Gian Maria Mossa (2) Imc

Gian Maria Mossa (2) Imc

(di Isabella Della Valle – Il Sole 24 Ore)

Il CdA di Banca Generali ha formalmente nominato responsabile della società il dg Gian Maria Mossa (nella foto) che, a poco più di un mese dalla prematura scomparsa dell’ad Piermario Motta, prende in mano le redini di una delle principali reti di consulenti in Italia.

Dottor Mossa, negli ultimi tre anni ha lavorato a fianco di Piermario Motta. Come si sente a gestire l’eredità di una figura carismatica come la sua?

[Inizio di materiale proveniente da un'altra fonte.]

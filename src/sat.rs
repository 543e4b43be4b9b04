use std::collections::HashMap;

use num_bigint::BigUint;

use crate::bdd::Bdd;
use crate::reference::Ref;

impl Bdd {
    /// Returns one satisfying assignment for the BDD, if any exists.
    ///
    /// The assignment is a list of signed variables (positive means true).
    /// Variables the path does not mention are unconstrained.
    ///
    /// Returns `None` if the BDD represents the constant false function.
    pub fn one_sat(&self, node: Ref) -> Option<Vec<i64>> {
        if self.is_zero(node) {
            return None;
        }

        let mut path = Vec::new();
        let mut current = node;

        // Walk down the BDD, always picking a satisfying branch
        while !self.is_one(current) {
            let var = self.variable(current.index()) as i64;
            let high = self.high_node(current);
            if !self.is_zero(high) {
                path.push(var);
                current = high;
            } else {
                path.push(-var);
                current = self.low_node(current);
            }
        }

        Some(path)
    }

    /// Number of models of `node` over the variables `1..=num_vars`.
    ///
    /// `node` must not depend on variables above `num_vars`.
    pub fn sat_count(&self, node: Ref, num_vars: usize) -> BigUint {
        let mut cache = HashMap::new();
        let max = BigUint::from(2u32).pow(num_vars as u32);
        self.sat_count_(node, &max, &mut cache)
    }

    fn sat_count_(&self, node: Ref, max: &BigUint, cache: &mut HashMap<Ref, BigUint>) -> BigUint {
        if self.is_zero(node) {
            return BigUint::ZERO;
        } else if self.is_one(node) {
            return max.clone();
        }

        if let Some(count) = cache.get(&node) {
            return count.clone();
        }

        let count_low = self.sat_count_(self.low(node.index()), max, cache);
        let count_high = self.sat_count_(self.high(node.index()), max, cache);

        let count: BigUint = (count_low + count_high) >> 1;
        let count = if node.is_negated() { max - count } else { count };

        cache.insert(node, count.clone());
        count
    }
}
use core::fmt;
use serde::{Deserialize, Serialize};

/// Card rank; the derived ordering is the trick-taking order, Two low and Ace high.
#[derive(Debug, Clone, Copy, PartialEq, Eq, Hash, Ord, PartialOrd, Serialize, Deserialize)]
#[repr(u8)]
pub enum Rank {
    Two = 2,
    Three = 3,
    Four = 4,
    Five = 5,
    Six = 6,
    Seven = 7,
    Eight = 8,
    Nine = 9,
    Ten = 10,
    Jack = 11,
    Queen = 12,
    King = 13,
    Ace = 14,
}

impl Rank {
    pub const ORDERED: [Rank; 13] = [
        Rank::Two,
        Rank::Three,
        Rank::Four,
        Rank::Five,
        Rank::Six,
        Rank::Seven,
        Rank::Eight,
        Rank::Nine,
        Rank::Ten,
        Rank::Jack,
        Rank::Queen,
        Rank::King,
        Rank::Ace,
    ];

    pub const fn from_value(value: u8) -> Option<Self> {
        match value {
            2 => Some(Rank::Two),
            3 => Some(Rank::Three),
            4 => Some(Rank::Four),
            5 => Some(Rank::Five),
            6 => Some(Rank::Six),
            7 => Some(Rank::Seven),
            8 => Some(Rank::Eight),
            9 => Some(Rank::Nine),
            10 => Some(Rank::Ten),
            11 => Some(Rank::Jack),
            12 => Some(Rank::Queen),
            13 => Some(Rank::King),
            14 => Some(Rank::Ace),
            _ => None,
        }
    }

    /// Parses `2`..`10`, `T`/`X` for ten and the face letters, ignoring case.
    pub fn from_token(token: &str) -> Option<Self> {
        match token.to_ascii_uppercase().as_str() {
            "T" | "X" => Some(Rank::Ten),
            "J" => Some(Rank::Jack),
            "Q" => Some(Rank::Queen),
            "K" => Some(Rank::King),
            "A" => Some(Rank::Ace),
            digits => digits
                .parse::<u8>()
                .ok()
                .filter(|value| (2..=10).contains(value))
                .and_then(Self::from_value),
        }
    }

    pub const fn value(self) -> u8 {
        self as u8
    }
}

impl fmt::Display for Rank {
    fn fmt(&self, f: &mut fmt::Formatter<'_>) -> fmt::Result {
        let text = match self {
            Rank::Two => "2",
            Rank::Three => "3",
            Rank::Four => "4",
            Rank::Five => "5",
            Rank::Six => "6",
            Rank::Seven => "7",
            Rank::Eight => "8",
            Rank::Nine => "9",
            Rank::Ten => "10",
            Rank::Jack => "J",
            Rank::Queen => "Q",
            Rank::King => "K",
            Rank::Ace => "A",
        };
        f.write_str(text)
    }
}

#[cfg(test)]
mod tests {
    use super::Rank;

    #[test]
    fn from_value_maps() {
        assert_eq!(Rank::from_value(11), Some(Rank::Jack));
        assert_eq!(Rank::from_value(1), None);
    }

    #[test]
    fn from_token_accepts_ten_aliases() {
        assert_eq!(Rank::from_token("10"), Some(Rank::Ten));
        assert_eq!(Rank::from_token("x"), Some(Rank::Ten));
        assert_eq!(Rank::from_token("T"), Some(Rank::Ten));
        assert_eq!(Rank::from_token("q"), Some(Rank::Queen));
        assert_eq!(Rank::from_token("1"), None);
        assert_eq!(Rank::from_token("11"), None);
    }

    #[test]
    fn ordering_puts_ace_on_top() {
        assert!(Rank::Ace > Rank::King);
        assert!(Rank::Two < Rank::Three);
        assert_eq!(Rank::ORDERED.iter().max(), Some(&Rank::Ace));
    }

    #[test]
    fn display_matches_symbols() {
        assert_eq!(Rank::Queen.to_string(), "Q");
        assert_eq!(Rank::Ten.to_string(), "10");
    }
}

Mi trovo a vivere emozioni molto contrastanti, a livello personale soprattutto non è un momento facile per la stima e l’amicizia che avevo con Piermario. In banca ha fatto un lavoro straordinario e io lavorerò nella continuità del suo operato. Banca Generali è una realtà fatta di persone perbene e grandi professionisti, orientata alla meritocrazia. Ora il mio compito è proseguire il percorso di sviluppo continuando ad alzare l’asticella.

Vale a dire?

In questi ultimi tre anni ho ripensato a ridisegnare l’impianto commerciale su target di clientela private, anche perché siamo l’unica banca quotata che opera nel private banking con soluzioni a 360 gradi. Abbiamo costruito un modello di business modulabile e accessibile alle famiglie, anche a clienti affluent e upper affluent. Per i clienti dalle esigenze più complesse offriamo soluzioni evolute nel corporate finance e nel real estate.

Un bilancio dei primi mesi del 2016?

Stiamo realizzando risultati straordinari; nei primi tre mesi la raccolta è cresciuta del 30% e anche ad aprile il trend è sempre molto forte, tanto che ci avviciniamo ai due miliardi in 4 mesi.

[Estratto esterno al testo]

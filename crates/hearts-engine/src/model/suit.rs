use core::fmt;
use serde::{Deserialize, Serialize};

#[derive(Debug, Clone, Copy, PartialEq, Eq, PartialOrd, Ord, Hash, Serialize, Deserialize)]
#[repr(u8)]
pub enum Suit {
    Spades = 0,
    Clubs = 1,
    Diamonds = 2,
    Hearts = 3,
}

impl Suit {
    pub const ALL: [Suit; 4] = [Suit::Spades, Suit::Clubs, Suit::Diamonds, Suit::Hearts];

    pub const fn from_index(index: usize) -> Option<Self> {
        match index {
            0 => Some(Suit::Spades),
            1 => Some(Suit::Clubs),
            2 => Some(Suit::Diamonds),
            3 => Some(Suit::Hearts),
            _ => None,
        }
    }

    /// Accepts the ASCII letter (any case) or the card symbol.
    pub fn from_char(c: char) -> Option<Self> {
        match c {
            'S' | 's' | '♠' => Some(Suit::Spades),
            'C' | 'c' | '♣' => Some(Suit::Clubs),
            'D' | 'd' | '♦' => Some(Suit::Diamonds),
            'H' | 'h' | '♥' => Some(Suit::Hearts),
            _ => None,
        }
    }

    pub const fn is_heart(self) -> bool {
        matches!(self, Suit::Hearts)
    }

    pub const fn symbol(self) -> char {
        match self {
            Suit::Spades => '♠',
            Suit::Clubs => '♣',
            Suit::Diamonds => '♦',
            Suit::Hearts => '♥',
        }
    }
}

impl fmt::Display for Suit {
    fn fmt(&self, f: &mut fmt::Formatter<'_>) -> fmt::Result {
        let symbol = match self {
            Suit::Spades => "S",
            Suit::Clubs => "C",
            Suit::Diamonds => "D",
            Suit::Hearts => "H",
        };
        f.write_str(symbol)
    }
}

Quale sarà la strategia di Banca Generali?

Valorizzare quanto fatto finora. Innovare nella rete, nei processi e nella banca.

In che modo?

Iniziando dal cliente, è lui il punto di partenza. Ogni cliente è diverso anche perché oggi il contesto sociale e di mercato è diverso, noi dobbiamo supportare i professionisti in una logica di servizio sempre più all’avanguardia, attraverso le competenze e il supporto digitale. Stiamo per lanciare il servizio di digital collaboration, che cura il supporto operativo tra consulenti e clienti e abbiamo anche fatto un’operazione di private equity in una realtà londinese attiva nel gaming e nel social da cui raccogliamo esperienze per i nostri servizi.

Il 2015 è stato un anno positivo nel quale avete distribuito il dividendo. Continuerete su questa strada?

Si, non cambiamo indirizzo. Il nostro approccio resta prudente e attento agli azionisti.

E sui reclutamenti?

Il profilo dei professionisti si sta alzando anche perché per molti servizi siamo percepiti dalle strutture di private banking come un punto di riferimento.

I mercati sono difficili. Cosa suggerite ai clienti?

Di essere prudenti e considerare anche strumenti alternativi. Ad esempio ricerchiamo opportunità con soluzioni meno liquide ma interessanti attraverso strumenti specializzati in infrastrutture e investimenti nel debito mezzanino. Finora siamo gli unici a proporre prodotti di questo tipo, grazie ai quali abbiamo già raccolto 100 milioni in poche settimane.